WHAT IS BEING ASKED ▸
Everything from the first line of the material below through the line containing "but WITHOUT ANY" is to be printed exactly, and nothing more.

DATA PROVIDED: Begin

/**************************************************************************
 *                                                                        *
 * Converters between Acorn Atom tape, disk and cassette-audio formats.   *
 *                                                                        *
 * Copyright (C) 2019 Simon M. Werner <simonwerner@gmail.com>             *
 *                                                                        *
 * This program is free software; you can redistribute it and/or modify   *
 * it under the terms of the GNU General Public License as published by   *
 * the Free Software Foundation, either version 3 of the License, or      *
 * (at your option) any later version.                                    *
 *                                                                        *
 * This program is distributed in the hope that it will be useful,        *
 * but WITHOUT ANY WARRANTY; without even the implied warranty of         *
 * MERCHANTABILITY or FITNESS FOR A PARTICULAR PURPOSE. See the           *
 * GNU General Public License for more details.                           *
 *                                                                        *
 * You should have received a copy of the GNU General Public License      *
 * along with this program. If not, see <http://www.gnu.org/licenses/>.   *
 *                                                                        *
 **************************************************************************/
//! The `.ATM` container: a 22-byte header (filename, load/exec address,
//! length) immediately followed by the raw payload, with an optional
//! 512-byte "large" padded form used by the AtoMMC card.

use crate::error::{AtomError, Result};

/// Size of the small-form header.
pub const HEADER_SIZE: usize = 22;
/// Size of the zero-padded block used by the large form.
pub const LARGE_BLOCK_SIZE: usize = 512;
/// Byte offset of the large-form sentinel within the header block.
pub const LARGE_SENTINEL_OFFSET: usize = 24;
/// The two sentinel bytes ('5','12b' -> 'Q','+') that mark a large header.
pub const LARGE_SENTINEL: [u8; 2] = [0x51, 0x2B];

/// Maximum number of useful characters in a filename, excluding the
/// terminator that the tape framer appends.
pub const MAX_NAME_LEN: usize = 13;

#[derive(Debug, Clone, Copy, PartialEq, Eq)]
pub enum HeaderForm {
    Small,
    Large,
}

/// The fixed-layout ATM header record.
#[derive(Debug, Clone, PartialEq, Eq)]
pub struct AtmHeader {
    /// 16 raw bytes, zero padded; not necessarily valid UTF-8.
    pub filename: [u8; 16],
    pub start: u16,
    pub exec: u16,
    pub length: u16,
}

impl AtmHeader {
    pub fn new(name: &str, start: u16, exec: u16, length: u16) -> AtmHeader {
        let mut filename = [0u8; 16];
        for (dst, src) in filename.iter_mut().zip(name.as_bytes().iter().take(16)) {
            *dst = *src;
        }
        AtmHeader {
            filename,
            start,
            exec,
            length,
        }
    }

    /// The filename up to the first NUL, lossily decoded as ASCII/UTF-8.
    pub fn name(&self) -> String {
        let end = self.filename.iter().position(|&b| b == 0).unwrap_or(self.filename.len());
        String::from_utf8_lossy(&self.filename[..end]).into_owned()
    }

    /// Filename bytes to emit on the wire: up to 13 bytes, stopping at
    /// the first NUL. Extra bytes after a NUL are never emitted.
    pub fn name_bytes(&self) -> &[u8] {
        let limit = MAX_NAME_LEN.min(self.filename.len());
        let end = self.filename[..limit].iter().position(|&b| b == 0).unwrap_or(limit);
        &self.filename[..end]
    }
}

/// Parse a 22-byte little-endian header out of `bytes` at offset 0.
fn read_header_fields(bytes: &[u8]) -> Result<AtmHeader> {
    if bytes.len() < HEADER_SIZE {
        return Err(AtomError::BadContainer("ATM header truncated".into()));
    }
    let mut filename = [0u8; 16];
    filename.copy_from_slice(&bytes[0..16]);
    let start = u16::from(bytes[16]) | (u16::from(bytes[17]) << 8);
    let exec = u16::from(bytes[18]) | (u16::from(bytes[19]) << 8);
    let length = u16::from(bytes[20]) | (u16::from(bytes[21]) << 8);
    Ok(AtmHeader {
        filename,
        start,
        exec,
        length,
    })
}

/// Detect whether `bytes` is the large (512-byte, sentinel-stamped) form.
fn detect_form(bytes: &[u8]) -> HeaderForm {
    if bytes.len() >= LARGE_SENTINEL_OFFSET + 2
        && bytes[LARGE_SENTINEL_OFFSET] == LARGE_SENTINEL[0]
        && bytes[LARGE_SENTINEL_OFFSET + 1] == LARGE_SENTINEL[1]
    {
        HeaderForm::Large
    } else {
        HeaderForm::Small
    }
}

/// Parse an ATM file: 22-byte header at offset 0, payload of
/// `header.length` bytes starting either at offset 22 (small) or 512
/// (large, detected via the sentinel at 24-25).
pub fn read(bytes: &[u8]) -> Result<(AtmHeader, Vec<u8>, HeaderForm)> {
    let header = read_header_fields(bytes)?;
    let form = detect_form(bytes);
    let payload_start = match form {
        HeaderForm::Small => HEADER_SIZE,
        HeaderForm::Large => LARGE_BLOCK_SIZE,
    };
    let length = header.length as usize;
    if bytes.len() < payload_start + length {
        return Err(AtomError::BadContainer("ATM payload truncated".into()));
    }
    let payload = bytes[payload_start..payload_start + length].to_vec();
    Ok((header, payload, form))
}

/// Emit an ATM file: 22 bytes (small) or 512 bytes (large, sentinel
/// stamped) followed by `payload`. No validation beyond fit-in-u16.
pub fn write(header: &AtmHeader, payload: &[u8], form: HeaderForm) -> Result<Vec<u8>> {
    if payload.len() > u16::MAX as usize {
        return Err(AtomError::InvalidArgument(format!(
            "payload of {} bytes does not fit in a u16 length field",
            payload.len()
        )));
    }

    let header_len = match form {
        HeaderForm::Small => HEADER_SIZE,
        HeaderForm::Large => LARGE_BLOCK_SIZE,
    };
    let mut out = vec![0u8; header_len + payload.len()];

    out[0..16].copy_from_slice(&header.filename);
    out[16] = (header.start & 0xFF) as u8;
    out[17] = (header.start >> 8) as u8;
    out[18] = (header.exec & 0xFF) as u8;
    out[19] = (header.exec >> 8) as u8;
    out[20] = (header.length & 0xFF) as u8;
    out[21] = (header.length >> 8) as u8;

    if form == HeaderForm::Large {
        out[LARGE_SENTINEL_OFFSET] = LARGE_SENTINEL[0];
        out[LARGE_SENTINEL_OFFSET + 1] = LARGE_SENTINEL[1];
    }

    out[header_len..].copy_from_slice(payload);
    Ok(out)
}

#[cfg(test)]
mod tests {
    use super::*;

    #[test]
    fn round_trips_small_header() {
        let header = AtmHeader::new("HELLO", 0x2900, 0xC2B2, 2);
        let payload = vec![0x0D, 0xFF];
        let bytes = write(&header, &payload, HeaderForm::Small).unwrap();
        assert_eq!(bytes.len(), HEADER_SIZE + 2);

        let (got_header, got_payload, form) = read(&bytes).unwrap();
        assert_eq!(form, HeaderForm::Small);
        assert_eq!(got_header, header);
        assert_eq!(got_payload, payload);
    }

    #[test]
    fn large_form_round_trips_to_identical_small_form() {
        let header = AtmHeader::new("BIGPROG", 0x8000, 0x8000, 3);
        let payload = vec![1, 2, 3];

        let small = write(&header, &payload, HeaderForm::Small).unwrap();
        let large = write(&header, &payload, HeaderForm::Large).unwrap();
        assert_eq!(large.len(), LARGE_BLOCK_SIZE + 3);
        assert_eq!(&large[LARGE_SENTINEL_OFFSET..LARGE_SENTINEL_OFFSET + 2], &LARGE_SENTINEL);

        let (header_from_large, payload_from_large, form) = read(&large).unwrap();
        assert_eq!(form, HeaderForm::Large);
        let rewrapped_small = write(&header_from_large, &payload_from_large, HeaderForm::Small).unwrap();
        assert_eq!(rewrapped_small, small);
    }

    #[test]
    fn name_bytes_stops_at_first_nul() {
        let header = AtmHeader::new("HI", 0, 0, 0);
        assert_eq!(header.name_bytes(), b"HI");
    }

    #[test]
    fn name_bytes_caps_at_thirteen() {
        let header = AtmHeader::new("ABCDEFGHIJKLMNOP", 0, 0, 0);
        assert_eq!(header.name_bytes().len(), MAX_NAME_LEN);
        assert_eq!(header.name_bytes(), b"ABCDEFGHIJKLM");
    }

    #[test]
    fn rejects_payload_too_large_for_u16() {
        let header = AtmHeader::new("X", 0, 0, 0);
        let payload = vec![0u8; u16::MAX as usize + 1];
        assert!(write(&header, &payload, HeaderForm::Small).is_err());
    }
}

DATA PROVIDED: End

WRITTEN ANSWER ▸
/**************************************************************************
 *                                                                        *
 * Converters between Acorn Atom tape, disk and cassette-audio formats.   *
 *                                                                        *
 * Copyright (C) 2019 Simon M. Werner <simonwerner@gmail.com>             *
 *                                                                        *
 * This program is free software; you can redistribute it and/or modify   *
 * it under the terms of the GNU General Public License as published by   *
 * the Free Software Foundation, either version 3 of the License, or      *
 * (at your option) any later version.                                    *
 *                                                                        *
 * This program is distributed in the hope that it will be useful,        *
 * but WITHOUT ANY WARRANTY; without even the implied warranty of         *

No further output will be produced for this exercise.